Stored data:
--- START ---

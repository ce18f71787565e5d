#![deny(warnings, rust_2018_idioms)]
#![forbid(unsafe_code)]

#[cfg(all(target_os = "linux", target_arch = "x86_64", target_env = "gnu"))]
#[global_allocator]
static GLOBAL: jemallocator::Jemalloc = jemallocator::Jemalloc;

#[tokio::main]
async fn main() -> anyhow::Result<()> {
    rule_controller_runtime::Args::parse_and_run().await
}
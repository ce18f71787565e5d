use crate::{
    connection::{self, Connection, ConnectionConfig, ConnectionHandle, ConnectionId},
    EndpointConnection, StorageMetrics,
};
use ahash::AHashMap as HashMap;
use parking_lot::RwLock;
use rule_controller_core::{Endpoint, ExactError, Kind, Origin, ToClient};
use std::sync::{
    atomic::{AtomicU64, Ordering},
    Arc,
};
use tracing::{debug, info, info_span, Instrument};

pub type SharedStorage = Arc<Storage>;

/// Process-wide rule distribution state: the latest origin of each kind and
/// the set of connected clients.
#[derive(Debug)]
pub struct Storage {
    latest: RwLock<HashMap<Kind, Arc<dyn Origin>>>,
    connections: RwLock<HashMap<ConnectionId, Arc<Connection>>>,
    next_id: AtomicU64,
    config: ConnectionConfig,
    metrics: StorageMetrics,
}

// === impl Storage ===

impl Storage {
    pub fn shared(config: ConnectionConfig, metrics: StorageMetrics) -> SharedStorage {
        Arc::new(Self {
            latest: Default::default(),
            connections: Default::default(),
            next_id: AtomicU64::new(1),
            config,
            metrics,
        })
    }

    pub fn latest(&self, kind: Kind) -> Option<Arc<dyn Origin>> {
        self.latest.read().get(&kind).cloned()
    }

    /// Computes an endpoint's view of a kind. Returns `None` if no rules of
    /// the kind have been published.
    pub fn snapshot(
        &self,
        kind: Kind,
        endpoint: Option<&Endpoint>,
    ) -> Option<Result<ToClient, ExactError>> {
        self.latest(kind).map(|origin| origin.exact(endpoint))
    }

    pub fn revisions(&self) -> Vec<(Kind, i64)> {
        let mut revisions = self
            .latest
            .read()
            .iter()
            .map(|(kind, origin)| (*kind, origin.revision()))
            .collect::<Vec<_>>();
        revisions.sort_unstable();
        revisions
    }

    pub fn connection(&self, id: ConnectionId) -> Option<Arc<Connection>> {
        self.connections.read().get(&id).cloned()
    }

    pub fn connection_count(&self) -> usize {
        self.connections.read().len()
    }

    /// Installs a new origin and signals every client subscribed to its kind.
    ///
    /// Signalling only marks the kind pending on each connection; it never
    /// waits on a client's send path.
    pub(crate) fn publish(&self, origin: Arc<dyn Origin>) {
        let kind = origin.kind();
        let revision = origin.revision();
        self.latest.write().insert(kind, origin);

        let connections = self
            .connections
            .read()
            .values()
            .cloned()
            .collect::<Vec<_>>();
        let notified = connections.iter().filter(|c| c.notify(kind)).count();
        debug!(%kind, revision, connections = notified, "Published rules");
    }

    /// Registers a client session and spawns its receive and dispatch tasks.
    pub fn connect<T>(self: &Arc<Self>, endpoint: Endpoint, transport: T) -> ConnectionHandle
    where
        T: EndpointConnection,
    {
        let id = ConnectionId::new(self.next_id.fetch_add(1, Ordering::Relaxed));
        let conn = Arc::new(Connection::new(
            id,
            endpoint,
            Box::new(transport),
            self.config.clone(),
            self.metrics.clone(),
        ));
        self.connections.write().insert(id, conn.clone());
        self.metrics.connected();
        info!(connection = %id, endpoint = %conn.endpoint().id, "Client connected");

        let span = info_span!("connection", id = %id);
        tokio::spawn(connection::receive(self.clone(), conn.clone()).instrument(span.clone()));
        tokio::spawn(connection::dispatch(self.clone(), conn.clone()).instrument(span));

        ConnectionHandle::new(self.clone(), conn)
    }

    /// Removes a connection and closes its transport.
    ///
    /// Returns false if the connection was already removed.
    pub fn disconnect(&self, id: ConnectionId) -> bool {
        let Some(conn) = self.connections.write().remove(&id) else {
            return false;
        };
        conn.close();
        self.metrics.disconnected();
        info!(connection = %id, "Client disconnected");
        true
    }
}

--- END ---

**What to work on:** Out of the entries above, write out only the lines between the line holding "T) -> ConnectionHandle" and the line holding "self.metrics.connected();", inclusive, each exactly as given.

**Answer:**
    pub fn connect<T>(self: &Arc<Self>, endpoint: Endpoint, transport: T) -> ConnectionHandle
    where
        T: EndpointConnection,
    {
        let id = ConnectionId::new(self.next_id.fetch_add(1, Ordering::Relaxed));
        let conn = Arc::new(Connection::new(
            id,
            endpoint,
            Box::new(transport),
            self.config.clone(),
            self.metrics.clone(),
        ));
        self.connections.write().insert(id, conn.clone());
        self.metrics.connected();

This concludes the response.